**Exercise inputs**
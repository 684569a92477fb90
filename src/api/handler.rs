//! API Lambda handler - thin router that delegates to specialized handlers.
//!
//! This module handles:
//! - GitHub webhooks (delegated to `github_webhook` module)
//! - Slack interactive components (delegated to `interactive_handler` module)

use super::{github_webhook, helpers, interactive_handler, parsing};
use crate::bot::ReleaseBot;
use crate::core::config::AppConfig;
use lambda_runtime::{Error, LambdaEvent};
use serde::Serialize;
use serde_json::Value;
use tokio::sync::OnceCell;
use tracing::{error, info};

pub use self::function_handler as handler;

pub const GITHUB_WEBHOOK_PATH: &str = "/github/webhook";
pub const SLACK_INTERACTIVE_PATH: &str = "/slack/interactive-endpoint";

static BOT: OnceCell<ReleaseBot> = OnceCell::const_new();

/// Route one API Gateway request to its handler and return the response
/// payload. Never fails: every error becomes a status code.
pub async fn handle_request(bot: &ReleaseBot, payload: &Value) -> Value {
    let Some(path) = parsing::request_path(payload) else {
        error!("Request missing path");
        return helpers::err_response(400, "Missing path");
    };
    info!(raw_path = %path, "Request path");

    let empty_headers = Value::Null;
    let headers = payload.get("headers").unwrap_or(&empty_headers);

    let route_known = path.ends_with(GITHUB_WEBHOOK_PATH) || path.ends_with(SLACK_INTERACTIVE_PATH);
    if !route_known {
        return helpers::err_response(404, "Not Found");
    }

    let body = match parsing::extract_body(payload) {
        Ok(b) => b,
        Err(e) => {
            error!("Invalid request body: {}", e);
            return helpers::err_response(400, &e.to_string());
        }
    };

    if path.ends_with(GITHUB_WEBHOOK_PATH) {
        github_webhook::handle_github_webhook(bot, headers, &body).await
    } else {
        interactive_handler::handle_slack_request(bot, headers, &body).await
    }
}

/// Lambda handler for the API entrypoint.
///
/// The bot is built on the first request and reused for the lifetime of the
/// execution environment.
///
/// # Errors
///
/// Returns an error only when the configuration cannot be loaded; request
/// level failures are reported through the response status code.
#[tracing::instrument(level = "info", skip(event))]
pub async fn function_handler(event: LambdaEvent<Value>) -> Result<impl Serialize, Error> {
    let bot = BOT
        .get_or_try_init(|| async {
            AppConfig::from_env()
                .map(ReleaseBot::new)
                .map_err(|e| {
                    error!("Config error: {}", e);
                    Error::from(e)
                })
        })
        .await?;

    info!(request_id = %event.context.request_id, "API Lambda received request");
    Ok(handle_request(bot, &event.payload).await)
}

**Task objective**
Work out how many lines contain the word "async" in the records, and answer with the number only.

**Answer box**
3